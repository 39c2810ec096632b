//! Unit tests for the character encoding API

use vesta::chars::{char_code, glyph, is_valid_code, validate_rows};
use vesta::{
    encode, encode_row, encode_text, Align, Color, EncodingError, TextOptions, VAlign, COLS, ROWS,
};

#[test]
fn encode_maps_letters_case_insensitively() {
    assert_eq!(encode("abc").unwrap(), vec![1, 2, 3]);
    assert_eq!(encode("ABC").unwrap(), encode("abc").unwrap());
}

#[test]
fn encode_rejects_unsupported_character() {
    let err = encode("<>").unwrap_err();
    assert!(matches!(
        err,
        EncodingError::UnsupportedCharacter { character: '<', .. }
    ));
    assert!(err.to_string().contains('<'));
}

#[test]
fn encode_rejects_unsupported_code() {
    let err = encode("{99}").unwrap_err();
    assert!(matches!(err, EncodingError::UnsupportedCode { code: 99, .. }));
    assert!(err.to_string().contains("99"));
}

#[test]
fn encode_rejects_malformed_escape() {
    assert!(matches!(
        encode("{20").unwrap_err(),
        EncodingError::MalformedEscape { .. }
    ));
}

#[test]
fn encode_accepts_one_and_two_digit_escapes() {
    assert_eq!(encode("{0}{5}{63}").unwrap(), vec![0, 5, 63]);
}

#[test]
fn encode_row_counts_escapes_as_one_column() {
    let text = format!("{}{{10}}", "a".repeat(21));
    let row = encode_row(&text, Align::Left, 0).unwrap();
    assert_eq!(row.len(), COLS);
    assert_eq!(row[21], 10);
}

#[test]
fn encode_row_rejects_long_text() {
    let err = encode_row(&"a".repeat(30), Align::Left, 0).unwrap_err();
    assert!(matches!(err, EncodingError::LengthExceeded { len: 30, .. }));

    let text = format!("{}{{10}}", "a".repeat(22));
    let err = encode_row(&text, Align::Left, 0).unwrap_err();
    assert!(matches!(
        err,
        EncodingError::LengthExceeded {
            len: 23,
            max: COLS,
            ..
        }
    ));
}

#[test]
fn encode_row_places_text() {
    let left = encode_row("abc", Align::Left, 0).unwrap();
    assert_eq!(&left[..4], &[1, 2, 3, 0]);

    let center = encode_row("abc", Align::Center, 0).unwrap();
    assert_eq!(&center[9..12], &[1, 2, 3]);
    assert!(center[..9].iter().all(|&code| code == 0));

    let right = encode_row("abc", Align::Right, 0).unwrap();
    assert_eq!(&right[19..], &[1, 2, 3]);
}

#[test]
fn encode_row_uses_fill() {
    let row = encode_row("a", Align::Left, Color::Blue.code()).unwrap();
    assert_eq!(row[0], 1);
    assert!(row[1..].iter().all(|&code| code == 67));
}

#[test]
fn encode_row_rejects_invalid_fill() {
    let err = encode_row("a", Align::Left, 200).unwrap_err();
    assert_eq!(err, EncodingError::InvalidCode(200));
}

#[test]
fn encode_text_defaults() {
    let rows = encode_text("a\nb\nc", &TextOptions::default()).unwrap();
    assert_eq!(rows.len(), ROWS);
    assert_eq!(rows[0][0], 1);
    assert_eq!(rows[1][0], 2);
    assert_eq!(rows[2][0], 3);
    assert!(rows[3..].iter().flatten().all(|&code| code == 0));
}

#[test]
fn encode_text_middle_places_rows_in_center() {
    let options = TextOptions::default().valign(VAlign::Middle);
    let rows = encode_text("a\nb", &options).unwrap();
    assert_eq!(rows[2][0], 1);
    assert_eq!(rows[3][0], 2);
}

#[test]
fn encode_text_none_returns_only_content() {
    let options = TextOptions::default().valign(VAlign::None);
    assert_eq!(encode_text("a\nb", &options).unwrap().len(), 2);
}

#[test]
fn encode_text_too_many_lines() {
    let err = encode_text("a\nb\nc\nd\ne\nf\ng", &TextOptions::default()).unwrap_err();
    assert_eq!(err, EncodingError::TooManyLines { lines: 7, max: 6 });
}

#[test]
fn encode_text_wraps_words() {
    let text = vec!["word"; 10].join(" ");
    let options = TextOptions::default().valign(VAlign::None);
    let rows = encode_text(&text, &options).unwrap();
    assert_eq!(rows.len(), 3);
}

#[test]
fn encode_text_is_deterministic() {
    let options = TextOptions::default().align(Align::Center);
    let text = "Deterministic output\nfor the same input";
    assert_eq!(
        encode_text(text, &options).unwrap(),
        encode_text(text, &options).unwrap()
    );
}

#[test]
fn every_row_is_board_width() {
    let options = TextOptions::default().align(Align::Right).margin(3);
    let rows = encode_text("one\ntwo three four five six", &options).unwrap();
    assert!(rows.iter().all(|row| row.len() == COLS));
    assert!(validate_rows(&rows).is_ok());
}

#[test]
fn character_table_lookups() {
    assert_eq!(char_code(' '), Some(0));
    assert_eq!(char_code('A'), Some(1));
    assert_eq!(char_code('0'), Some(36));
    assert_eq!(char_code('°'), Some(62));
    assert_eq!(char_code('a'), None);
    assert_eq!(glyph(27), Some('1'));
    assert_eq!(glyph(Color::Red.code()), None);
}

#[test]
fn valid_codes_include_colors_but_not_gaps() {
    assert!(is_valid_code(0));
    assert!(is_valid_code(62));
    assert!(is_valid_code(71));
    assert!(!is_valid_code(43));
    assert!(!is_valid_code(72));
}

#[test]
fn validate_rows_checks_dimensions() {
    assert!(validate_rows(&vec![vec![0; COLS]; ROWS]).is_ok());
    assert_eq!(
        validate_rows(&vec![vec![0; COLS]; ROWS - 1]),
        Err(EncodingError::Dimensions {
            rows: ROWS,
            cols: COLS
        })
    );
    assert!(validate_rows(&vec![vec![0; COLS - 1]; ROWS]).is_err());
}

----------------

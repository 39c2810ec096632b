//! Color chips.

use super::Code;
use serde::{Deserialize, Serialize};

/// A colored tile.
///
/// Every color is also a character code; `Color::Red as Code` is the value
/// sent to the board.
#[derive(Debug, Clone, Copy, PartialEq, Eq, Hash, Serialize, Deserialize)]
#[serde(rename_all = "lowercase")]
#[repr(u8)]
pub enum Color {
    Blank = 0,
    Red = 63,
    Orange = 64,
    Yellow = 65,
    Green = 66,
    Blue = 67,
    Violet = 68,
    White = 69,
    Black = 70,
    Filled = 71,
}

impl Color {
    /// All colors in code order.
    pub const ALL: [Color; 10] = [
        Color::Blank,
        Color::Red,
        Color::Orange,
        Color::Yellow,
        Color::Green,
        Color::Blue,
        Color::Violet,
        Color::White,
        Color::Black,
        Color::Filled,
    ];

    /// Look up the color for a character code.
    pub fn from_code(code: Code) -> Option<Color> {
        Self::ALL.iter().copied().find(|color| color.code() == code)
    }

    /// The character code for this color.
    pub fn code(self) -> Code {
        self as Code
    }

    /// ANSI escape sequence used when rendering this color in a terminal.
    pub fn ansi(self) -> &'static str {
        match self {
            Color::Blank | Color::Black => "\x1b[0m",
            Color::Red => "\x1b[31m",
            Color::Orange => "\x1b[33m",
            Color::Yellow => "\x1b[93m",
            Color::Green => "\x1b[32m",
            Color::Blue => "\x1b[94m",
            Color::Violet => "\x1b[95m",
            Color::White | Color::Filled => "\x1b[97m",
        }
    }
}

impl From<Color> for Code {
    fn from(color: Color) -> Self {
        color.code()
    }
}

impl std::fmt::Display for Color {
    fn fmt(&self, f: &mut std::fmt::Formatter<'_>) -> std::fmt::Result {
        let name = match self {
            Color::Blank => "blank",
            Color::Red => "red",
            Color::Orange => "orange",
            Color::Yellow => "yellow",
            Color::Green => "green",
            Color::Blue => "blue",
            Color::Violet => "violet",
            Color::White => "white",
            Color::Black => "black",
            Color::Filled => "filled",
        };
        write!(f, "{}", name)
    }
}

----------------

### ASSIGNMENT
Copy word for word the stretch of entries above from the line that has "assert!(rows[3..].iter().flatten().all(|&code| code == 0));" through the line that has "assert_eq!(glyph(27), Some('1'));", both ends included, and nothing outside it.

### SOLUTION
    assert!(rows[3..].iter().flatten().all(|&code| code == 0));
}

#[test]
fn encode_text_middle_places_rows_in_center() {
    let options = TextOptions::default().valign(VAlign::Middle);
    let rows = encode_text("a\nb", &options).unwrap();
    assert_eq!(rows[2][0], 1);
    assert_eq!(rows[3][0], 2);
}

#[test]
fn encode_text_none_returns_only_content() {
    let options = TextOptions::default().valign(VAlign::None);
    assert_eq!(encode_text("a\nb", &options).unwrap().len(), 2);
}

#[test]
fn encode_text_too_many_lines() {
    let err = encode_text("a\nb\nc\nd\ne\nf\ng", &TextOptions::default()).unwrap_err();
    assert_eq!(err, EncodingError::TooManyLines { lines: 7, max: 6 });
}

#[test]
fn encode_text_wraps_words() {
    let text = vec!["word"; 10].join(" ");
    let options = TextOptions::default().valign(VAlign::None);
    let rows = encode_text(&text, &options).unwrap();
    assert_eq!(rows.len(), 3);
}

#[test]
fn encode_text_is_deterministic() {
    let options = TextOptions::default().align(Align::Center);
    let text = "Deterministic output\nfor the same input";
    assert_eq!(
        encode_text(text, &options).unwrap(),
        encode_text(text, &options).unwrap()
    );
}

#[test]
fn every_row_is_board_width() {
    let options = TextOptions::default().align(Align::Right).margin(3);
    let rows = encode_text("one\ntwo three four five six", &options).unwrap();
    assert!(rows.iter().all(|row| row.len() == COLS));
    assert!(validate_rows(&rows).is_ok());
}

#[test]
fn character_table_lookups() {
    assert_eq!(char_code(' '), Some(0));
    assert_eq!(char_code('A'), Some(1));
    assert_eq!(char_code('0'), Some(36));
    assert_eq!(char_code('°'), Some(62));
    assert_eq!(char_code('a'), None);
    assert_eq!(glyph(27), Some('1'));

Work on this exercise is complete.